Kidney allografts undergo pretransplant cold ischemia and consequent ischemia-reperfusion injury (IR). Poly (ADP-Ribose) polymerase (PARP-1) overactivation leads to massive NAD+ consumption and ATP depletion with induction of cellular necrosis under ischemic conditions, which may lead to an increase in acute tubular necrosis (ATN) and a delay in total recovery of renal function (RFR) of the transplanted organ.

MATERIALS AND METHODS

Nuclear PARP-1 immunohistochemical expression (clone: PARP01) was studied in 155 paraffin-embedded renal biopsies from suboptimal donors and 95 kidney allograft biopsies with histopathological diagnosis of ATN.

RESULTS

In 50% of ATN biopsies, more than 50% of tubular nuclei were immunostained for PARP-1. PARP-1 expression was higher in ATN biopsies than in those from suboptimal donors (2.40 +/- 0.74 vs 0.92 +/- 1.13, P = 0.0001 Mann-Whitney).

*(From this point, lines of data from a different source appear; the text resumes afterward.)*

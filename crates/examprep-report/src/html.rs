//! HTML report generator.
//!
//! Produces a self-contained HTML file with all CSS inlined.

use anyhow::{Context, Result};
use std::path::Path;

use examprep_core::report::ProgressReport;
use examprep_core::statistics::{BucketStats, SubjectProgress};

/// Escape a string for safe HTML insertion.
fn html_escape(s: &str) -> String {
    s.replace('&', "&amp;")
        .replace('<', "&lt;")
        .replace('>', "&gt;")
        .replace('"', "&quot;")
        .replace('\'', "&#x27;")
}

#[derive(Debug, Clone, Copy, PartialEq, Eq)]
enum AccuracyBand {
    Good,
    Fair,
    Poor,
}

impl AccuracyBand {
    fn of(accuracy: f64) -> Self {
        if accuracy >= 80.0 {
            AccuracyBand::Good
        } else if accuracy >= 50.0 {
            AccuracyBand::Fair
        } else {
            AccuracyBand::Poor
        }
    }

    fn class(self) -> &'static str {
        match self {
            AccuracyBand::Good => "good",
            AccuracyBand::Fair => "fair",
            AccuracyBand::Poor => "poor",
        }
    }

    fn color(self) -> &'static str {
        match self {
            AccuracyBand::Good => "#22c55e",
            AccuracyBand::Fair => "#eab308",
            AccuracyBand::Poor => "#ef4444",
        }
    }
}

fn accuracy_class(accuracy: f64) -> &'static str {
    AccuracyBand::of(accuracy).class()
}

fn accuracy_color(accuracy: f64) -> &'static str {
    AccuracyBand::of(accuracy).color()
}

/// Generate an HTML page from a progress report.
pub fn generate_html(report: &ProgressReport) -> String {
    let mut html = String::new();
    let summary = &report.summary;

    html.push_str("<!DOCTYPE html>\n<html lang=\"en\">\n<head>\n");
    html.push_str("<meta charset=\"utf-8\">\n");
    html.push_str("<meta name=\"viewport\" content=\"width=device-width, initial-scale=1\">\n");
    html.push_str(&format!(
        "<title>examprep progress: {}</title>\n",
        html_escape(&report.user_id)
    ));
    html.push_str("<style>\n");
    html.push_str(CSS);
    html.push_str("</style>\n");
    html.push_str("</head>\n<body>\n");

    html.push_str("<header>\n");
    html.push_str("<h1>examprep progress</h1>\n");
    html.push_str(&format!(
        "<p class=\"meta\">User: <strong>{}</strong> | {} attempts | {:.1}% correct | policy: {} | {}</p>\n",
        html_escape(&report.user_id),
        summary.tally.total,
        summary.tally.accuracy(),
        report.policy,
        report.created_at.format("%Y-%m-%d %H:%M:%S UTC")
    ));
    html.push_str(&format!(
        "<p class=\"meta\">Total score: {} | Current streak: {} days | Longest streak: {} days</p>\n",
        report.total_score, report.current_streak, report.longest_streak
    ));
    html.push_str("</header>\n");

    // Catalog breakdown
    html.push_str("<section class=\"catalog\">\n");
    html.push_str("<h2>By exam, subject and chapter</h2>\n");
    if summary.exams.is_empty() {
        html.push_str("<p>No attempts yet.</p>\n");
    }
    for (exam, exam_progress) in &summary.exams {
        html.push_str(&format!(
            "<h3>{} <span class=\"meta\">{}/{} correct</span></h3>\n",
            html_escape(exam),
            exam_progress.tally.correct,
            exam_progress.tally.total
        ));
        html.push_str("<table>\n");
        html.push_str("<thead><tr><th>Subject</th><th>Chapter</th><th>Attempts</th><th>Correct</th><th>Accuracy</th></tr></thead>\n");
        html.push_str("<tbody>\n");
        for (subject, subject_progress) in &exam_progress.subjects {
            for (chapter, tally) in &subject_progress.chapters {
                let accuracy = tally.accuracy();
                html.push_str(&format!(
                    "<tr><td>{}</td><td>{}</td><td>{}</td><td>{}</td><td class=\"{}\">{:.1}%</td></tr>\n",
                    html_escape(subject),
                    html_escape(chapter),
                    tally.total,
                    tally.correct,
                    accuracy_class(accuracy),
                    accuracy
                ));
            }
        }
        html.push_str("</tbody></table>\n");

        for (subject, subject_progress) in &exam_progress.subjects {
            if !subject_progress.chapters.is_empty() {
                html.push_str(&format!("<h4>{}</h4>\n", html_escape(subject)));
                html.push_str(&generate_bar_chart(subject_progress));
            }
        }
    }
    html.push_str("</section>\n");

    // Daily activity
    html.push_str("<section class=\"timeline\">\n");
    html.push_str("<h2>Daily activity</h2>\n");
    html.push_str("<table>\n");
    html.push_str("<thead><tr><th>Date</th><th>Attempts</th><th>Correct</th><th>Accuracy</th><th>Minutes</th></tr></thead>\n");
    html.push_str("<tbody>\n");
    for point in &report.time_series {
        html.push_str(&format!(
            "<tr><td>{}</td><td>{}</td><td>{}</td><td class=\"{}\">{:.1}%</td><td>{:.1}</td></tr>\n",
            point.date,
            point.total_attempts,
            point.correct_attempts,
            accuracy_class(point.accuracy_percent),
            point.accuracy_percent,
            point.time_spent_minutes
        ));
    }
    html.push_str("</tbody></table>\n");
    html.push_str("</section>\n");

    html.push_str("<section class=\"buckets\">\n");
    html.push_str(&bucket_table("Time per question", &report.time_spent));
    html.push_str(&bucket_table("Attempt number", &report.attempt_counts));
    html.push_str(&bucket_table("Day of week", &report.day_of_week));
    html.push_str(&bucket_table("Hour of day", &report.hour_of_day));
    html.push_str("</section>\n");

    html.push_str("<section class=\"buckets\">\n");
    html.push_str("<h2>Daily score distribution</h2>\n");
    html.push_str("<table>\n<thead><tr><th>Score</th><th>Days</th></tr></thead>\n<tbody>\n");
    for b in &report.score_distribution {
        html.push_str(&format!(
            "<tr><td>{}</td><td>{}</td></tr>\n",
            html_escape(&b.label),
            b.tally.total
        ));
    }
    html.push_str("</tbody></table>\n</section>\n");

    // Raw JSON
    html.push_str("<section class=\"raw-data\">\n");
    html.push_str("<details>\n<summary>Raw JSON Data</summary>\n");
    html.push_str("<pre><code>");
    html.push_str(&html_escape(
        &serde_json::to_string_pretty(report).unwrap_or_default(),
    ));
    html.push_str("</code></pre>\n");
    html.push_str("</details>\n</section>\n");

    html.push_str("</body>\n</html>");
    html
}

/// Write an HTML report to a file.
pub fn write_html_report(report: &ProgressReport, path: &Path) -> Result<()> {
    let html = generate_html(report);
    if let Some(parent) = path.parent() {
        std::fs::create_dir_all(parent)?;
    }
    std::fs::write(path, html)
        .with_context(|| format!("failed to write HTML report to {}", path.display()))?;
    Ok(())
}

fn bucket_table(title: &str, buckets: &[BucketStats]) -> String {
    let mut table = format!("<h2>{}</h2>\n<table>\n", html_escape(title));
    table.push_str("<thead><tr><th>Bucket</th><th>Attempts</th><th>Correct</th><th>Accuracy</th></tr></thead>\n<tbody>\n");
    for b in buckets.iter().filter(|b| b.tally.total > 0) {
        table.push_str(&format!(
            "<tr><td>{}</td><td>{}</td><td>{}</td><td>{:.1}%</td></tr>\n",
            html_escape(&b.label),
            b.tally.total,
            b.tally.correct,
            b.accuracy()
        ));
    }
    table.push_str("</tbody></table>\n");
    table
}

/// Horizontal accuracy bars, one per chapter of a subject.
fn generate_bar_chart(subject: &SubjectProgress) -> String {
    let bar_height = 24;
    let max_width = 400;
    let padding = 8;
    let label_width = 220;

    let total_height = subject.chapters.len() * (bar_height + padding) + padding;

    let mut svg = format!(
        "<svg width=\"{}\" height=\"{}\" xmlns=\"http://www.w3.org/2000/svg\">\n",
        label_width + max_width + 60,
        total_height
    );

    for (i, (chapter, tally)) in subject.chapters.iter().enumerate() {
        let y = i * (bar_height + padding) + padding;
        let accuracy = tally.accuracy();
        let width = (accuracy / 100.0 * max_width as f64) as usize;

        let color = accuracy_color(accuracy);

        svg.push_str(&format!(
            "  <text x=\"{}\" y=\"{}\" font-size=\"13\" fill=\"currentColor\" text-anchor=\"end\" dominant-baseline=\"middle\">{}</text>\n",
            label_width - 10,
            y + bar_height / 2,
            html_escape(chapter)
        ));
        svg.push_str(&format!(
            "  <rect x=\"{}\" y=\"{}\" width=\"{}\" height=\"{}\" fill=\"{}\" rx=\"4\"/>\n",
            label_width, y, width, bar_height, color
        ));
        svg.push_str(&format!(
            "  <text x=\"{}\" y=\"{}\" font-size=\"12\" fill=\"currentColor\" dominant-baseline=\"middle\">{:.1}%</text>\n",
            label_width + width + 8,
            y + bar_height / 2,
            accuracy
        ));
    }

    svg.push_str("</svg>\n");
    svg
}

const CSS: &str = r#"
:root { --bg: #fff; --fg: #1a1a1a; --border: #e5e7eb; --good: #dcfce7; --fair: #fef9c3; --poor: #fde2e2; }
@media (prefers-color-scheme: dark) {
  :root { --bg: #111827; --fg: #f9fafb; --border: #374151; --good: #064e3b; --fair: #713f12; --poor: #7f1d1d; }
}
body { font-family: -apple-system, BlinkMacSystemFont, 'Segoe UI', sans-serif; margin: 0; padding: 2rem; background: var(--bg); color: var(--fg); }
h1, h2 { margin-top: 2rem; }
.meta { color: #6b7280; font-weight: normal; }
table { border-collapse: collapse; width: 100%; margin: 1rem 0; }
th, td { border: 1px solid var(--border); padding: 0.5rem 1rem; text-align: left; }
th { background: var(--border); }
.good { background: var(--good); }
.fair { background: var(--fair); }
.poor { background: var(--poor); }
pre { overflow-x: auto; padding: 1rem; background: var(--border); border-radius: 8px; }
code { font-family: 'JetBrains Mono', 'Fira Code', monospace; font-size: 0.85rem; }
details { margin: 1rem 0; }
summary { cursor: pointer; font-weight: bold; }
svg { margin: 0.5rem 0; }
"#;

PARP-1 showed a statistically significant relationship with the time required to achieve effective diuresis (Rho:0.779), with serum creatinine, and with duration of cold ischemia (Rho:0.803). These relationships were stronger in the biopsies with ATN. In conclusion, multivariate analysis demonstrated that PARP-1 expression and cold ischemia duration in kidney biopsies with ATN predicted the short-term delay in total recovery of renal function and serum creatinine in the first month.